▶ [Instructions for the task]:
In the listing below, lines with the string "iter" are to be counted; the number is the entire reply.
----------------
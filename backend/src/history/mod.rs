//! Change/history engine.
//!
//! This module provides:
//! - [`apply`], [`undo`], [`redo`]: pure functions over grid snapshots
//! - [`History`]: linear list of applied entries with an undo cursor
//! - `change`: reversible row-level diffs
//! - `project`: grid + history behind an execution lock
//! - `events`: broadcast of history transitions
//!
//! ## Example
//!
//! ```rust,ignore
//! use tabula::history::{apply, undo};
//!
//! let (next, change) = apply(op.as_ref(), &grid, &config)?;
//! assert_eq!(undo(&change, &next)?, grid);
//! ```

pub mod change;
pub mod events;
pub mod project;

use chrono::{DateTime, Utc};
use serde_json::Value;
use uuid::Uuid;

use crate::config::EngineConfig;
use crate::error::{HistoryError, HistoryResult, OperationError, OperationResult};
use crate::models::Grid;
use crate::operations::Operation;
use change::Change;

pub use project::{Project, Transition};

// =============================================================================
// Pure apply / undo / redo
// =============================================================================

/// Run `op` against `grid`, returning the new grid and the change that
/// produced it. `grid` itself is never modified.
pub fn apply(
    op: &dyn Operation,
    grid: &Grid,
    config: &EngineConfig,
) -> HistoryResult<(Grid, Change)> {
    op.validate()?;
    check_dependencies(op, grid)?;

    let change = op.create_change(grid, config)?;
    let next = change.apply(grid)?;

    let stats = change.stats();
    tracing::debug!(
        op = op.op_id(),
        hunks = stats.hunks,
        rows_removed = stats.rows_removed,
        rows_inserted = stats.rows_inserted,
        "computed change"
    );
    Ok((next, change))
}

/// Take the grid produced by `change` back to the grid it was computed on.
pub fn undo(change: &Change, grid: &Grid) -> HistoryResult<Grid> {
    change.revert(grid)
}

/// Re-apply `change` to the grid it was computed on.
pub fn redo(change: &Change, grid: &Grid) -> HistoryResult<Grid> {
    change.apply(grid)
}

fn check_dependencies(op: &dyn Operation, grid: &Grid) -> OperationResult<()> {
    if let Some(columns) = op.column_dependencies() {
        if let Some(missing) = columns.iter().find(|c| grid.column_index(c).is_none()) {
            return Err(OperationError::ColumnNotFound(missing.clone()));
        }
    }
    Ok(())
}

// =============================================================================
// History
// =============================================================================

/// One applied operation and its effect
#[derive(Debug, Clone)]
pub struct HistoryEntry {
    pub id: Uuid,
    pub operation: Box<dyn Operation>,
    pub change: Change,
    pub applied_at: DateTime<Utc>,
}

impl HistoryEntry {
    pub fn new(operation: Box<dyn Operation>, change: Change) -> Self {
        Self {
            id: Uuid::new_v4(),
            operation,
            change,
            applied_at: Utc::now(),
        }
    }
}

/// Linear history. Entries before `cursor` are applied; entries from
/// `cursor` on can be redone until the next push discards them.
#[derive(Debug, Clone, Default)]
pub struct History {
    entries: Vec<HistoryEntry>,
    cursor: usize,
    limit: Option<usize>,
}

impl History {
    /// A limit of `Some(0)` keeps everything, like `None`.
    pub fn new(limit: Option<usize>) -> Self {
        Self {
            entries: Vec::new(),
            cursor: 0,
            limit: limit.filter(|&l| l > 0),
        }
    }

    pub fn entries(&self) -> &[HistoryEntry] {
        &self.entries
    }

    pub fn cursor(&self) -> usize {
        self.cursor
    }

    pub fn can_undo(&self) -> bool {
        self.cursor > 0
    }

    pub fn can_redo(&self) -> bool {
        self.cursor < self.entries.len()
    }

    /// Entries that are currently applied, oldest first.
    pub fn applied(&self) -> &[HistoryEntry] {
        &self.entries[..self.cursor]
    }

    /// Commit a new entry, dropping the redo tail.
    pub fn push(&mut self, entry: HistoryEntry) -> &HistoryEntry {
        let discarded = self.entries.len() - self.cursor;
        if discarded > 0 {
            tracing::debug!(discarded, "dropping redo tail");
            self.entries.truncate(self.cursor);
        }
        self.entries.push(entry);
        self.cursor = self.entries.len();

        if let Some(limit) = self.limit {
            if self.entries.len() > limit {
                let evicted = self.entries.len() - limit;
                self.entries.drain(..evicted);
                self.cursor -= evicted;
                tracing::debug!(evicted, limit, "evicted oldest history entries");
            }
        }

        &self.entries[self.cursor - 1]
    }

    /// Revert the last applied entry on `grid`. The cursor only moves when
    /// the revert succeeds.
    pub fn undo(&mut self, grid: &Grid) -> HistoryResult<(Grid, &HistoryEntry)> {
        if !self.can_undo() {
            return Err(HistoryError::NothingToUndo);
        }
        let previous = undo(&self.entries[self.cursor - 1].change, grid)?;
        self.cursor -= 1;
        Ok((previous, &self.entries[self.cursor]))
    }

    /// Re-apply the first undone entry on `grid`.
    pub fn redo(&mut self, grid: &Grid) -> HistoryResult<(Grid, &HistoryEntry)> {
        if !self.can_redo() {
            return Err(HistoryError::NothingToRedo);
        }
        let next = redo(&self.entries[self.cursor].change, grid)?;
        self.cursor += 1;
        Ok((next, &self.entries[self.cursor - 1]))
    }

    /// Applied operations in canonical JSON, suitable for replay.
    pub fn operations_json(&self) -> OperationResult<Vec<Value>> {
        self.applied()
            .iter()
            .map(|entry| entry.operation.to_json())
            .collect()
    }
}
----------------
▶ [Result of the task]:
2